Dataset entries:
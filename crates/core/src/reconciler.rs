use std::sync::Arc;

use telepay_types::{
    AppointmentPaymentState, GatewayStatus, PaymentError, VerificationResult,
};
use tracing::{info, warn};

use crate::appointments::AppointmentDirectory;
use crate::backend::PaymentBackend;
use crate::notify::{NotificationSink, PaymentNotification};
use crate::retry::{RetryPolicy, Sleeper, TokioSleeper};
use crate::session::{PaymentSession, VerificationState};

/// Observable outcome of one reconciliation pass.
///
/// `Already*` variants are idempotent replays: the cached result comes back
/// and no side effect fires again. `DuplicateTrigger` means another
/// verification for the same reference was in flight and this trigger was
/// ignored.
#[derive(Debug, Clone)]
pub enum Reconciliation {
    Confirmed(VerificationResult),
    AlreadyConfirmed(VerificationResult),
    Failed(VerificationResult),
    AlreadyFailed(VerificationResult),
    StillPending(VerificationResult),
    DuplicateTrigger,
}

impl Reconciliation {
    pub fn result(&self) -> Option<&VerificationResult> {
        match self {
            Reconciliation::Confirmed(r)
            | Reconciliation::AlreadyConfirmed(r)
            | Reconciliation::Failed(r)
            | Reconciliation::AlreadyFailed(r)
            | Reconciliation::StillPending(r) => Some(r),
            Reconciliation::DuplicateTrigger => None,
        }
    }

    /// Collapse into the flow's error taxonomy for callers that treat a
    /// failed payment as an error: failed outcomes become
    /// [`PaymentError::GatewayReportedFailure`] carrying the gateway's
    /// verbatim reason. A duplicate trigger collapses to
    /// `VerificationUnreachable` since the outcome is simply not known yet.
    pub fn into_verified(self) -> Result<VerificationResult, PaymentError> {
        match self {
            Reconciliation::Confirmed(r)
            | Reconciliation::AlreadyConfirmed(r)
            | Reconciliation::StillPending(r) => Ok(r),
            Reconciliation::Failed(r) | Reconciliation::AlreadyFailed(r) => {
                Err(PaymentError::GatewayReportedFailure(
                    r.reason.unwrap_or_else(|| "payment failed".to_string()),
                ))
            }
            Reconciliation::DuplicateTrigger => Err(PaymentError::VerificationUnreachable(
                "a verification for this reference is already in progress".to_string(),
            )),
        }
    }
}

/// Applies gateway-reported payment status to the appointment exactly once.
///
/// This is the single reconciliation path for every trigger: automatic
/// deep-link return, manual retry, and any future webhook must all come
/// through [`VerificationReconciler::verify`].
pub struct VerificationReconciler<B, S = TokioSleeper> {
    backend: B,
    session: Arc<PaymentSession>,
    appointments: Arc<dyn AppointmentDirectory>,
    sink: Arc<dyn NotificationSink>,
    retry: RetryPolicy,
    sleeper: S,
}

impl<B: PaymentBackend> VerificationReconciler<B, TokioSleeper> {
    pub fn new(
        backend: B,
        session: Arc<PaymentSession>,
        appointments: Arc<dyn AppointmentDirectory>,
        sink: Arc<dyn NotificationSink>,
        retry: RetryPolicy,
    ) -> Self {
        Self {
            backend,
            session,
            appointments,
            sink,
            retry,
            sleeper: TokioSleeper,
        }
    }
}

impl<B: PaymentBackend, S: Sleeper> VerificationReconciler<B, S> {
    pub fn with_sleeper(
        backend: B,
        session: Arc<PaymentSession>,
        appointments: Arc<dyn AppointmentDirectory>,
        sink: Arc<dyn NotificationSink>,
        retry: RetryPolicy,
        sleeper: S,
    ) -> Self {
        Self {
            backend,
            session,
            appointments,
            sink,
            retry,
            sleeper,
        }
    }

    /// Verify a transaction reference and reconcile the gateway's answer
    /// into the appointment state.
    ///
    /// `Err` means the question went unanswered (`UnknownReference`,
    /// `VerificationUnreachable`); a gateway-reported failure is an answer
    /// and comes back as `Ok(Reconciliation::Failed)`. Once a reference is
    /// terminal, any further call returns the cached result without
    /// re-triggering side effects.
    pub async fn verify(&self, reference: &str) -> Result<Reconciliation, PaymentError> {
        let Some(intent) = self.session.intent(reference) else {
            return Err(PaymentError::UnknownReference(reference.to_string()));
        };

        if let Some(replay) = self.replay(reference) {
            return Ok(replay);
        }

        let Some(_guard) = self.session.begin_verification(reference) else {
            return Ok(Reconciliation::DuplicateTrigger);
        };
        // The state may have gone terminal between the check and the claim.
        if let Some(replay) = self.replay(reference) {
            return Ok(replay);
        }

        let verification = self.verify_with_retry(reference).await?;

        match verification.status {
            GatewayStatus::Success if verification.amount == intent.amount => {
                let result = VerificationResult {
                    reference: reference.to_string(),
                    status: GatewayStatus::Success,
                    amount: verification.amount,
                    appointment_id: Some(intent.appointment_id.clone()),
                    reason: None,
                };
                self.session
                    .record_terminal(reference, VerificationState::Success(result.clone()));
                let applied = self
                    .appointments
                    .apply_outcome(&intent.appointment_id, AppointmentPaymentState::Confirmed);
                if applied {
                    info!(reference, appointment_id = %intent.appointment_id,
                          "payment confirmed");
                    self.sink.notify(PaymentNotification::Confirmed {
                        reference: reference.to_string(),
                        appointment_id: intent.appointment_id.clone(),
                    });
                }
                Ok(Reconciliation::Confirmed(result))
            }
            GatewayStatus::Success => {
                // Gateway says success but the money does not match the
                // intent. Never coerced to success.
                let mismatch = PaymentError::AmountMismatch {
                    expected: intent.amount.minor(),
                    actual: verification.amount.minor(),
                };
                warn!(reference, %mismatch, "amount mismatch on verification");
                Ok(self.fail(reference, &intent.appointment_id, verification.amount.minor(), mismatch.to_string()))
            }
            GatewayStatus::Failed | GatewayStatus::Cancelled => {
                let reason = verification
                    .gateway_response
                    .unwrap_or_else(|| "payment failed".to_string());
                Ok(self.fail(reference, &intent.appointment_id, verification.amount.minor(), reason))
            }
            GatewayStatus::Pending => {
                let result = VerificationResult {
                    reference: reference.to_string(),
                    status: GatewayStatus::Pending,
                    amount: verification.amount,
                    appointment_id: Some(intent.appointment_id.clone()),
                    reason: None,
                };
                // Still processing on the gateway side: no transition, no
                // automatic re-poll. The user retries manually.
                self.sink.notify(PaymentNotification::Pending {
                    reference: reference.to_string(),
                });
                Ok(Reconciliation::StillPending(result))
            }
        }
    }

    fn replay(&self, reference: &str) -> Option<Reconciliation> {
        match self.session.state(reference) {
            Some(VerificationState::Success(result)) => {
                Some(Reconciliation::AlreadyConfirmed(result))
            }
            Some(VerificationState::Failed(result)) => Some(Reconciliation::AlreadyFailed(result)),
            _ => None,
        }
    }

    fn fail(
        &self,
        reference: &str,
        appointment_id: &str,
        reported_minor: i64,
        reason: String,
    ) -> Reconciliation {
        let result = VerificationResult {
            reference: reference.to_string(),
            status: GatewayStatus::Failed,
            amount: telepay_types::Amount::from_minor(reported_minor),
            appointment_id: Some(appointment_id.to_string()),
            reason: Some(reason.clone()),
        };
        self.session
            .record_terminal(reference, VerificationState::Failed(result.clone()));
        let applied = self
            .appointments
            .apply_outcome(appointment_id, AppointmentPaymentState::PaymentFailed);
        if applied {
            info!(reference, appointment_id, reason, "payment failed");
            self.sink.notify(PaymentNotification::Failed {
                reference: reference.to_string(),
                reason,
            });
        }
        Reconciliation::Failed(result)
    }

    /// Bounded retry over transport-level failures only; a gateway answer,
    /// good or bad, returns immediately.
    async fn verify_with_retry(
        &self,
        reference: &str,
    ) -> Result<telepay_types::GatewayVerification, PaymentError> {
        let mut attempt = 1;
        loop {
            match self.backend.verify(reference).await {
                Ok(verification) => return Ok(verification),
                Err(error @ PaymentError::VerificationUnreachable(_))
                    if attempt < self.retry.max_attempts =>
                {
                    warn!(reference, attempt, %error, "verification unreachable, retrying");
                    attempt += 1;
                    self.sleeper.sleep(self.retry.delay).await;
                }
                Err(error) => return Err(error),
            }
        }
    }
}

### EXERCISE DETAILS:
Filter the entries above down to the lines that hold the word "applied", and copy those lines.

### SOLUTION FOR THIS EXERCISE:
                let applied = self
                if applied {
        let applied = self
        if applied {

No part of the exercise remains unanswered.